━━━━━ Dataset records
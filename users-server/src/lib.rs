//! users-server: REST and GraphQL access to the `users` table
//!
//! Exposes a paginated list/create REST resource at `/api/v1/users` and a
//! GraphQL schema with `getUser`, `getUsers` and `createUser`, both backed by
//! the same PostgreSQL pool.

pub mod config;
pub mod db;
pub mod graphql;
pub mod http;
pub mod models;

pub use config::{ConfigError, DbConfig};
pub use db::{Database, DbError, UserRepo, UserStore};
pub use http::{build_router, run_server, AppState, ServerConfig, ServerError};
//! HTTP server layer
//!
//! Axum server with:
//! - `/api/v1/users` REST resource
//! - `/graphql` endpoint over the same store
//! - Request tracing and CORS
//! - Graceful shutdown
//! - JSON error responses

pub mod error;
pub mod routes;
pub mod server;

pub use error::ApiError;
pub use server::{build_router, run_server, AppState, ServerConfig, ServerError};
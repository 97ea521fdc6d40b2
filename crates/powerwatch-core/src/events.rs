//! Event system for connectivity and device notices.
//!
//! The stream loop publishes events on a broadcast channel so the
//! presentation layer can show a connectivity indicator and transient
//! notices without ever seeing a transport error as an exception. Lagging
//! subscribers lose old events; publishers never block.

use std::time::Duration;

use serde::{Deserialize, Serialize};
use tokio::sync::broadcast;

use powerwatch_types::Notice;

/// Events emitted by the monitor.
///
/// All events are serializable for logging and IPC.
///
/// This enum is marked `#[non_exhaustive]` to allow adding new event types
/// in future versions without breaking downstream code.
#[derive(Debug, Clone, Serialize, Deserialize)]
#[serde(tag = "type", rename_all = "snake_case")]
#[non_exhaustive]
pub enum MonitorEvent {
    /// The telemetry link is up.
    Connected {
        /// Endpoint we connected to.
        endpoint: String,
    },
    /// The telemetry link went down.
    Disconnected {
        /// Why the link dropped.
        reason: DisconnectReason,
    },
    /// A reconnection attempt has been scheduled.
    ReconnectScheduled {
        /// 1-based attempt counter since the last successful connection.
        attempt: u32,
        /// How long until the attempt.
        delay: Duration,
    },
    /// The device sent an acknowledgement or operator notice.
    Notice {
        /// The notice payload, verbatim.
        notice: Notice,
    },
}

/// Reason for a disconnection.
///
/// This enum is marked `#[non_exhaustive]` to allow adding new reasons
/// in future versions without breaking downstream code.
#[derive(Debug, Clone, PartialEq, Eq, Serialize, Deserialize)]
#[serde(rename_all = "snake_case")]
#[non_exhaustive]
pub enum DisconnectReason {
    /// The peer closed the connection.
    PeerClosed,
    /// Transport-level failure.
    TransportError(String),
    /// The monitor's owner requested shutdown.
    Cancelled,
}

/// Sender for monitor events.
pub type EventSender = broadcast::Sender<MonitorEvent>;

/// Receiver for monitor events.
pub type EventReceiver = broadcast::Receiver<MonitorEvent>;

/// Event dispatcher fanning events out to all subscribers.
#[derive(Debug, Clone)]
pub struct EventDispatcher {
    sender: EventSender,
}

impl EventDispatcher {
    /// Create a dispatcher with the given channel capacity.
    pub fn new(capacity: usize) -> Self {
        let (sender, _) = broadcast::channel(capacity);
        Self { sender }
    }

    /// Subscribe to events.
    pub fn subscribe(&self) -> EventReceiver {
        self.sender.subscribe()
    }

    /// Publish an event.
    pub fn send(&self, event: MonitorEvent) {
        // Ignore error if no receivers
        let _ = self.sender.send(event);
    }

    /// Number of active subscribers.
    pub fn receiver_count(&self) -> usize {
        self.sender.receiver_count()
    }
}

impl Default for EventDispatcher {
    fn default() -> Self {
        Self::new(100)
    }
}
━━━━━━━━━━
Every line above with the word "broadcast" belongs in the answer, copied as written.

# Answer area:
//! The stream loop publishes events on a broadcast channel so the
use tokio::sync::broadcast;
pub type EventSender = broadcast::Sender<MonitorEvent>;
pub type EventReceiver = broadcast::Receiver<MonitorEvent>;
        let (sender, _) = broadcast::channel(capacity);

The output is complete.